There are two public health issues related to the period in question. The first is the AIDS epidemic. Two federal agencies, the CDC and the FDA, each identified Haitians as a major risk group for the spread of the AIDS epidemic. Thus this harks back to the association of Irish, Italian and Jewish immigrants with contagious disease in previous eras. The association was made on the grounds that large groups of individuals from Haiti and Sub-Saharan Africa had tested positive for the HIV. An outcome of this policy was that it prohibited members of these groups from donating blood in the US. This is especially notable for the FDA, the agency which oversaw the nation's blood banks. The policy was officially non-binding. But compliance with the policy from local blood banks was reportedly widespread.

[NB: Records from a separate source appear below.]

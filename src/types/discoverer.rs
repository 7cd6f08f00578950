//! Single-pass type discovery over a parsed Apex class.

use std::collections::HashMap;

use tree_sitter::Node;

use crate::core::Result;
use crate::parser::{named_children, queries, start_line, ApexParser, ParseResult};

use super::{
    classify, normalize, ClassFieldTable, CustomEntityMatcher, MethodSignature, ScopeTable,
    StandardEntityMatcher, TypeMatcher, TypeRegistry, UserClassMatcher,
};

/// Builds a [`TypeRegistry`] from source text.
///
/// ```ignore
/// let registry = TypeDiscoverer::with_default_matchers(["Calculator"])
///     .discover(source)
///     .await?;
/// ```
pub struct TypeDiscoverer {
    matchers: Vec<Box<dyn TypeMatcher>>,
}

impl Default for TypeDiscoverer {
    fn default() -> Self {
        Self::new()
    }
}

/// A method seen during the walk, classified once matchers are populated.
struct RawMethod {
    name: String,
    return_type: String,
    start_line: u32,
    end_line: u32,
}

#[derive(Default)]
struct Tables {
    methods: Vec<RawMethod>,
    scopes: HashMap<String, ScopeTable>,
    fields: ClassFieldTable,
    raw_types: Vec<String>,
    declared: Vec<String>,
}

impl TypeDiscoverer {
    /// Create a discoverer with no matchers.
    pub fn new() -> Self {
        Self {
            matchers: Vec::new(),
        }
    }

    /// Create a discoverer with the built-in user-class and entity matchers.
    pub fn with_default_matchers<I, S>(user_classes: I) -> Self
    where
        I: IntoIterator<Item = S>,
        S: AsRef<str>,
    {
        Self::new()
            .with_matcher(Box::new(UserClassMatcher::new(user_classes)))
            .with_matcher(Box::new(StandardEntityMatcher::new()))
            .with_matcher(Box::new(CustomEntityMatcher::new()))
    }

    /// Register a matcher. Matchers are consulted in registration order.
    pub fn with_matcher(mut self, matcher: Box<dyn TypeMatcher>) -> Self {
        self.matchers.push(matcher);
        self
    }

    /// Parse and discover in one step.
    pub async fn discover(self, source: &str) -> Result<TypeRegistry> {
        let parsed = ApexParser::new().parse(source)?;
        self.discover_parsed(&parsed).await
    }

    /// Discover types from an already parsed source.
    pub async fn discover_parsed(mut self, parsed: &ParseResult) -> Result<TypeRegistry> {
        let mut tables = Tables::default();
        walk(parsed, parsed.root_node(), None, &mut tables);

        for matcher in &mut self.matchers {
            for name in &tables.declared {
                matcher.declare(name);
            }
            for raw in &tables.raw_types {
                matcher.collect(raw);
            }
        }

        for matcher in &mut self.matchers {
            matcher.populate().await?;
            tracing::debug!(
                "Matcher {} saw {} type names",
                matcher.name(),
                matcher.collected_types().len()
            );
        }

        let methods = tables
            .methods
            .into_iter()
            .map(|m| {
                let classified = classify(&m.return_type, &self.matchers);
                (
                    normalize(&m.name),
                    MethodSignature {
                        name: m.name,
                        return_type: m.return_type,
                        start_line: m.start_line,
                        end_line: m.end_line,
                        classified,
                    },
                )
            })
            .collect::<HashMap<_, _>>();

        tracing::debug!(
            "Discovered {} methods, {} fields",
            methods.len(),
            tables.fields.len()
        );

        Ok(TypeRegistry::from_parts(
            methods,
            tables.scopes,
            tables.fields,
            self.matchers,
        ))
    }
}

fn walk(parsed: &ParseResult, node: Node<'_>, method: Option<&str>, tables: &mut Tables) {
    let mut current_method = method.map(str::to_string);

    match node.kind() {
        kind if queries::is_method_declaration(kind) => {
            if let Some(name_node) = node.child_by_field_name("name") {
                let name = parsed.node_text(&name_node).to_string();
                if node.kind() == "method_declaration" {
                    let return_type = node
                        .child_by_field_name("type")
                        .map(|t| parsed.node_text(&t).to_string())
                        .unwrap_or_else(|| "void".to_string());
                    tables.raw_types.push(return_type.clone());
                    tables.methods.push(RawMethod {
                        name: name.clone(),
                        return_type,
                        start_line: start_line(&node),
                        end_line: node.end_position().row as u32 + 1,
                    });
                }
                tables.scopes.insert(normalize(&name), ScopeTable::new());
                current_method = Some(name);
            }
        }
        kind if queries::TYPE_DECLARATIONS.contains(&kind) => {
            if let Some(name_node) = node.child_by_field_name("name") {
                tables.declared.push(parsed.node_text(&name_node).to_string());
            }
        }
        "formal_parameter" | "catch_formal_parameter" | "enhanced_for_statement" => {
            if let Some(method) = &current_method {
                record_single(parsed, &node, method, tables);
            }
        }
        "local_variable_declaration" => {
            if let Some(method) = &current_method {
                record_declarators(parsed, &node, Some(method), tables);
            }
        }
        "field_declaration" => {
            record_declarators(parsed, &node, None, tables);
        }
        _ => {}
    }

    for child in named_children(&node) {
        walk(parsed, child, current_method.as_deref(), tables);
    }
}

/// `Type name` shapes: parameters, catch parameters and for-each variables.
fn record_single(parsed: &ParseResult, node: &Node<'_>, method: &str, tables: &mut Tables) {
    let ty = declared_type(parsed, node);
    let name = node.child_by_field_name("name").or_else(|| {
        named_children(node)
            .into_iter()
            .find(|c| c.kind() == "identifier")
    });
    let (Some(ty), Some(name)) = (ty, name) else {
        return;
    };
    let name = parsed.node_text(&name).to_string();
    insert_variable(tables, Some(method), &name, &ty);
}

/// `Type a = 1, b;` shapes: locals and fields.
fn record_declarators(
    parsed: &ParseResult,
    node: &Node<'_>,
    method: Option<&str>,
    tables: &mut Tables,
) {
    let Some(ty) = declared_type(parsed, node) else {
        return;
    };
    for declarator in named_children(node)
        .into_iter()
        .filter(|c| c.kind() == "variable_declarator")
    {
        if let Some(name) = declarator.child_by_field_name("name") {
            let name = parsed.node_text(&name).to_string();
            insert_variable(tables, method, &name, &ty);
        }
    }
}

fn declared_type(parsed: &ParseResult, node: &Node<'_>) -> Option<String> {
    node.child_by_field_name("type")
        .or_else(|| {
            named_children(node)
                .into_iter()
                .find(|c| c.kind() == "catch_type" || queries::TYPE_NODES.contains(&c.kind()))
        })
        .map(|t| parsed.node_text(&t).trim().to_string())
}

fn insert_variable(tables: &mut Tables, method: Option<&str>, name: &str, ty: &str) {
    tables.raw_types.push(ty.to_string());
    match method {
        Some(method) => {
            tables
                .scopes
                .entry(normalize(method))
                .or_default()
                .insert(normalize(name), ty.to_string());
        }
        None => {
            tables.fields.insert(normalize(name), ty.to_string());
        }
    }
}

#[cfg(test)]
mod tests {
    use super::*;

    use std::sync::Arc;

    use crate::remote::tests::FakeSchema;
    use crate::types::{SchemaMatcher, TypeKind};

    const SOURCE: &str = r#"public class OrderService {
    private Integer count = 0;
    private String label;
    private Account primary;

    public Integer total(Integer a, Integer b) {
        Integer x = a + b;
        return x;
    }

    public String describe() {
        String count = 'n';
        for (Contact c : contacts) {
            count = count + c.Name;
        }
        return count;
    }

    public List<Account> accounts() {
        return new List<Account>();
    }

    public Decimal amount(Invoice__c inv) {
        return inv.Amount__c;
    }

    public Long total() {
        return 0L;
    }

    public class Line {
    }
}
"#;

    async fn registry() -> TypeRegistry {
        TypeDiscoverer::with_default_matchers(["OrderService"])
            .discover(SOURCE)
            .await
            .unwrap()
    }

    #[tokio::test]
    async fn test_scope_isolation() {
        let registry = registry().await;
        assert_eq!(registry.variable_type("describe", "c"), Some("Contact"));
        assert!(registry.resolve("accounts", Some("c")).is_none());
    }

    #[tokio::test]
    async fn test_local_shadows_field() {
        let registry = registry().await;
        assert!(registry.resolves_to("describe", "count", TypeKind::String));
        assert!(registry.resolves_to("accounts", "count", TypeKind::Integer));
        assert!(registry.resolves_to("accounts", "label", TypeKind::String));
    }

    #[tokio::test]
    async fn test_method_table_last_declaration_wins() {
        let registry = registry().await;
        let total = registry.method("total").unwrap();
        assert_eq!(total.return_type, "Long");
        assert_eq!(total.classified.kind, TypeKind::Long);

        let accounts = registry.method("ACCOUNTS").unwrap();
        assert_eq!(accounts.classified.kind, TypeKind::List);
        assert_eq!(accounts.classified.element_type.as_deref(), Some("Account"));
    }

    #[tokio::test]
    async fn test_methods_sorted_by_line() {
        let registry = registry().await;
        let names: Vec<_> = registry.methods().iter().map(|m| m.name.clone()).collect();
        assert_eq!(names, vec!["describe", "accounts", "amount", "total"]);
    }

    #[tokio::test]
    async fn test_calls_resolve_to_return_type() {
        let registry = registry().await;
        assert!(registry.resolves_to("describe", "describe()", TypeKind::String));
        assert!(registry.resolves_to("describe", "this.describe()", TypeKind::String));
        assert!(registry.resolve("describe", Some("unknown()")).is_none());
    }

    #[tokio::test]
    async fn test_dotted_resolution_uses_matchers() {
        let registry = registry().await;
        assert!(registry.resolves_to("describe", "c.Name", TypeKind::String));
        assert!(registry.resolves_to("describe", "primary.Id", TypeKind::Id));
        assert!(registry.resolve("amount", Some("inv.Amount__c")).is_none());
    }

    #[tokio::test]
    async fn test_declared_inner_classes_are_user_classes() {
        let registry = registry().await;
        assert_eq!(registry.classify("Line").kind, TypeKind::UserClass);
        assert_eq!(registry.classify("OrderService").kind, TypeKind::UserClass);
    }

    const APEX_CLASS: &str = r#"global with sharing class Svc {
    public String region { get; set; }

    public override Integer add(Integer a, Integer b) {
        return a + b;
    }

    public virtual Decimal rate() {
        return 1.5;
    }

    global Boolean ready() {
        return region != null;
    }

    public void save(Account acc) {
        update acc;
        insert new Contact();
    }
}
"#;

    #[tokio::test]
    async fn test_apex_modifiers_keep_method_names() {
        let registry = TypeDiscoverer::with_default_matchers(["Svc"])
            .discover(APEX_CLASS)
            .await
            .unwrap();
        let names: Vec<_> = registry.methods().iter().map(|m| m.name.clone()).collect();
        assert_eq!(names, vec!["add", "rate", "ready", "save"]);

        let add = registry.method("add").unwrap();
        assert_eq!(add.return_type, "Integer");
        assert_eq!(add.classified.kind, TypeKind::Integer);
        assert_eq!(registry.method("rate").unwrap().classified.kind, TypeKind::Decimal);
        assert_eq!(registry.method("ready").unwrap().classified.kind, TypeKind::Boolean);
        assert_eq!(registry.classify("Svc").kind, TypeKind::UserClass);
    }

    #[tokio::test]
    async fn test_properties_and_dml_keep_scopes_intact() {
        let registry = TypeDiscoverer::with_default_matchers(["Svc"])
            .discover(APEX_CLASS)
            .await
            .unwrap();
        assert!(registry.resolves_to("ready", "region", TypeKind::String));
        assert_eq!(registry.variable_type("save", "acc"), Some("Account"));
        assert!(registry.resolves_to("add", "a", TypeKind::Integer));
    }

    #[tokio::test]
    async fn test_schema_matcher_hydrates_field_types() {
        let schema = Arc::new(FakeSchema::with_entity(
            "Invoice__c",
            &[("Amount__c", TypeKind::Decimal)],
        ));
        let registry = TypeDiscoverer::with_default_matchers(["OrderService"])
            .with_matcher(Box::new(SchemaMatcher::new(schema)))
            .discover(SOURCE)
            .await
            .unwrap();
        assert!(registry.resolves_to("amount", "inv.Amount__c", TypeKind::Decimal));
    }
}
impl TypeRegistry {
    /// A registry that knows nothing. Every lookup resolves to `None`
    /// except literals.
    pub fn empty() -> Self {
        Self {
            methods: HashMap::new(),
            scopes: HashMap::new(),
            fields: HashMap::new(),
            matchers: Vec::new(),
        }
    }

    pub(crate) fn from_parts(
        methods: HashMap<String, MethodSignature>,
        scopes: HashMap<String, ScopeTable>,
        fields: ClassFieldTable,
        matchers: Vec<Box<dyn TypeMatcher>>,
    ) -> Self {
        Self {
            methods,
            scopes,
            fields,
            matchers,
        }
    }

    /// Look up a method signature by name (case-insensitive).
    pub fn method(&self, name: &str) -> Option<&MethodSignature> {
        self.methods.get(&normalize(name))
    }

    /// All discovered method signatures, sorted by start line.
    pub fn methods(&self) -> Vec<&MethodSignature> {
        let mut methods: Vec<_> = self.methods.values().collect();
        methods.sort_by_key(|m| (m.start_line, m.name.clone()));
        methods
    }

    /// Classify a raw type string with this registry's matchers.
    pub fn classify(&self, raw: &str) -> ClassifiedType {
        classify(raw, &self.matchers)
    }

    /// Resolve an expression inside a method to a classified type.
    ///
    /// Without an expression this returns the method's return type.
    /// Unknown expressions resolve to `None`.
    pub fn resolve(&self, method_name: &str, expression: Option<&str>) -> Option<ClassifiedType> {
        let Some(expression) = expression else {
            return self.method(method_name).map(|m| m.classified.clone());
        };
        let expr = expression.trim();
        if expr.is_empty() {
            return None;
        }

        if let Some(kind) = literal_kind(expr) {
            return Some(ClassifiedType::new(kind, literal_type_name(kind)));
        }

        if is_identifier(expr) {
            return self
                .variable_type(method_name, expr)
                .map(|raw| self.classify(raw));
        }

        if expr.ends_with(')') {
            return self.resolve_call(expr);
        }

        if let Some(field) = strip_this(expr) {
            if is_identifier(field) {
                return self.fields.get(&normalize(field)).map(|raw| self.classify(raw));
            }
        }

        let mut parts = expr.split('.');
        if let (Some(left), Some(right), None) = (parts.next(), parts.next(), parts.next()) {
            let (left, right) = (left.trim(), right.trim());
            if !is_identifier(left) || !is_identifier(right) {
                return None;
            }
            let owner = self.resolve(method_name, Some(left))?;
            return self
                .matchers
                .iter()
                .find_map(|m| m.field_type(&owner, right));
        }

        None
    }

    /// Declared type of a variable: method scope first, then class fields.
    pub fn variable_type(&self, method_name: &str, variable: &str) -> Option<&str> {
        let key = normalize(variable);
        self.scopes
            .get(&normalize(method_name))
            .and_then(|scope| scope.get(&key))
            .or_else(|| self.fields.get(&key))
            .map(|s| s.as_str())
    }

    /// Whether an expression provably has the given kind.
    pub fn resolves_to(&self, method_name: &str, expression: &str, kind: TypeKind) -> bool {
        self.resolve(method_name, Some(expression))
            .is_some_and(|t| t.kind == kind)
    }

    fn resolve_call(&self, expr: &str) -> Option<ClassifiedType> {
        let open = expr.find('(')?;
        let head = expr[..open].trim();
        let head = strip_this(head).unwrap_or(head);
        if !is_identifier(head) {
            return None;
        }
        self.method(head).map(|m| m.classified.clone())
    }
}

The policy led to protests that included members of the Haitian community and concerned activists from other groups. As Dr. Compas argued, the policy suggests that Haitian blood is by definition poisonous. This indication is made even though there is no concrete evidence that Haitians are any more likely to carry the virus than any other ethnic group in the US (Kraut, 1995). The policy also opened Haitians up to unfair discrimination in all walks of life. The FDA rescinded its policy roughly a week later.

Another issue emerged in the late 1980s and 90s involving an association between the familiar disease tuberculosis and foreign-born persons, particularly from Latin America. Epidemiologists seemed to agree that this disease was no longer native to the US. Incidence data, reported for 1989, indicated that it was found among 9.5 per 100,000 US natives and 124 per 100,000 for foreign-born US residents. The year 1991 saw a nearly 40 percent increase in tuberculosis cases. The highest rates were found in the black American community at 112 per 100,000. In contrast, for Hispanics, the incidence rate was 52.3 per 100,000 and for Asians, the rate was 46 per 100,000.

Conclusion

In sum, Kraut's work provides an excellent overview of the history of the immigrant experience in the US. One conclusion of this history is how US nativism has often characterized immigrants as more diseased than natives. However, when the descendants of those first-generation immigrants assimilate into the cultural and social mainstream, they are no longer regarded as inferior. Instead, these descendants are accepted as essential members of the national mosaic. But this process appears to run in cycles as new groups of immigrants enter the US.

At the same time, there may be some immigrants who may never completely escape discrimination. This is likely true in terms of Asian immigrants. The cause is that Asians are more easily identifiable as different from other Americans. Asians have experienced multiple episodes where their freedoms were restricted for unfair rationales.

The book also documents the evolution of the US public health system and its responses to different outbreaks of disease. A thematic undercurrent to all of these responses is a deep-seated paranoia regarding the 'other' in US culture. There appears to be a great similarity, in the racist and nativist responses, by established institutions to public health crises. These health crises are always speciously associated with particular ethnic immigrant groups. This evidence is seen in the cases documenting the Irish and cholera, the Italians and Jews regarding tuberculosis and polio, and of the health of Haitian immigrants and the AIDS crisis during the 1980s.

However, when such crises are traced to assimilated group members, one finds much less of this paranoia. Indeed, there may even be a double standard present, as in the Typhoid Mary case. For a time, Mary was allowed the unsupervised freedom to continue spreading infection. If Chick Gin were in Mary Mallon's situation, it's hard to fathom that he would have been similarly released back into society.

Reference

Kraut, A. (1995). Silent Travelers. N.p.: Johns Hopkins University Press.